• TASK INSTRUCTIONS
In the records below, tally each line that contains the word "info" and give the total only.

Stored items:
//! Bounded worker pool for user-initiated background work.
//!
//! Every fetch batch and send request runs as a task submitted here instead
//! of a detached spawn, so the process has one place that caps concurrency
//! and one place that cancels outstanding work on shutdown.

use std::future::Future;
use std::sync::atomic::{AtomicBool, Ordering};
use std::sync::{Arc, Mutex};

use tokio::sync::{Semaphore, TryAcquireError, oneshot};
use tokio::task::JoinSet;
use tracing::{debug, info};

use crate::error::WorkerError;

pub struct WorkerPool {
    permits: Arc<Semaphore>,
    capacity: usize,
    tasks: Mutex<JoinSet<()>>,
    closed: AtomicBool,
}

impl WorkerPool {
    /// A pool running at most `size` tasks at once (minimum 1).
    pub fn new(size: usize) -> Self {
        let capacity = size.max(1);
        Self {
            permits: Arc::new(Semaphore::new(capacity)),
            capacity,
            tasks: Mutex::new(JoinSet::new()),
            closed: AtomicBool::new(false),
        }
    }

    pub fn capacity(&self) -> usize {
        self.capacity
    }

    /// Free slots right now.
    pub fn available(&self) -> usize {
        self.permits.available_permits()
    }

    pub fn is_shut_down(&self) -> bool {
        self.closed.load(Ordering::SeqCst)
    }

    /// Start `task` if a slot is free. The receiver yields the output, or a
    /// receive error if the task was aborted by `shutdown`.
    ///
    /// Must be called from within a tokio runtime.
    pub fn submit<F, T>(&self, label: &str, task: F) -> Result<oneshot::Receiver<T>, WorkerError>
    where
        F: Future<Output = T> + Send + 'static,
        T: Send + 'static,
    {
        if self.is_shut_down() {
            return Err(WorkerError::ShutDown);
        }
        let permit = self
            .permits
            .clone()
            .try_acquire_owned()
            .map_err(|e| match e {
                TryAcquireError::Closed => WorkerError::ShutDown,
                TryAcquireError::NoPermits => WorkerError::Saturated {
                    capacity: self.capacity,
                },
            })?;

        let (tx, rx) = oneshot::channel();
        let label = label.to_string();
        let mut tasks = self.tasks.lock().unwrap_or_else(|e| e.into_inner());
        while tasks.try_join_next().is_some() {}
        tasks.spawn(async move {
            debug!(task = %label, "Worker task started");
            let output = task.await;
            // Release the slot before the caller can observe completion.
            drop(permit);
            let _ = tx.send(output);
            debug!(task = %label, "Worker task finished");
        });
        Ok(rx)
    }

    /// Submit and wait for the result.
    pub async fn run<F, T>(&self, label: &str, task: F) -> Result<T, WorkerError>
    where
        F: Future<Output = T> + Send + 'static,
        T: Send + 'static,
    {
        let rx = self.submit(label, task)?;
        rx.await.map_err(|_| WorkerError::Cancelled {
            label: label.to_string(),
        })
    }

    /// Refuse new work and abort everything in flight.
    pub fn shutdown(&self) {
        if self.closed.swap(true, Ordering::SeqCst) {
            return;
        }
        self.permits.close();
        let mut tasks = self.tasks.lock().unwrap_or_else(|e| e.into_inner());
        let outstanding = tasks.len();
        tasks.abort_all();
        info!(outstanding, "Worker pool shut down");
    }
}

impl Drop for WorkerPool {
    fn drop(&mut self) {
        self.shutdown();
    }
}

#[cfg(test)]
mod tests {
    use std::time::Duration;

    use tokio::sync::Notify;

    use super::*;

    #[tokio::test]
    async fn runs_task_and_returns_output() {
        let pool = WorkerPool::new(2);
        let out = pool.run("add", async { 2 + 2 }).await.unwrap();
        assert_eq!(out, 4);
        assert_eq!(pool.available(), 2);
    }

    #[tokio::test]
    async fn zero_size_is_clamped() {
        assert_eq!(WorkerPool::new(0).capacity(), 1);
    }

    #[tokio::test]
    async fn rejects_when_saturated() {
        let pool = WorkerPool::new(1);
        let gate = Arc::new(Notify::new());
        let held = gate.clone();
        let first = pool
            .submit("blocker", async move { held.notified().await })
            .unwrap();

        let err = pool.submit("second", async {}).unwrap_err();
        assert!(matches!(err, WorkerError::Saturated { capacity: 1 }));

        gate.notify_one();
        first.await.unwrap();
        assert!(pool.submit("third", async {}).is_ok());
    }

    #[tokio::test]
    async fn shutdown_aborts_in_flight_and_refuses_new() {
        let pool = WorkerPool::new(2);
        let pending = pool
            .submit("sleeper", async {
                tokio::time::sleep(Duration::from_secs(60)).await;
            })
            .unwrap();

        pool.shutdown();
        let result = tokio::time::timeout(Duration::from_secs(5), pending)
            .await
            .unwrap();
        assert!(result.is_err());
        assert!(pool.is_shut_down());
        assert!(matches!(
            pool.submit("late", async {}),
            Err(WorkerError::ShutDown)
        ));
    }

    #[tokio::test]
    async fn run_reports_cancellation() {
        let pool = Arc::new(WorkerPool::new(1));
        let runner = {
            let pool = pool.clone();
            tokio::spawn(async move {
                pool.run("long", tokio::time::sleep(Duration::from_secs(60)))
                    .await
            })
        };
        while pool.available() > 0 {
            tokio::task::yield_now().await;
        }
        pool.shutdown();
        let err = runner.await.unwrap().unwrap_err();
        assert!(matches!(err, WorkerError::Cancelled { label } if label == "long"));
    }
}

• RESPONSE
2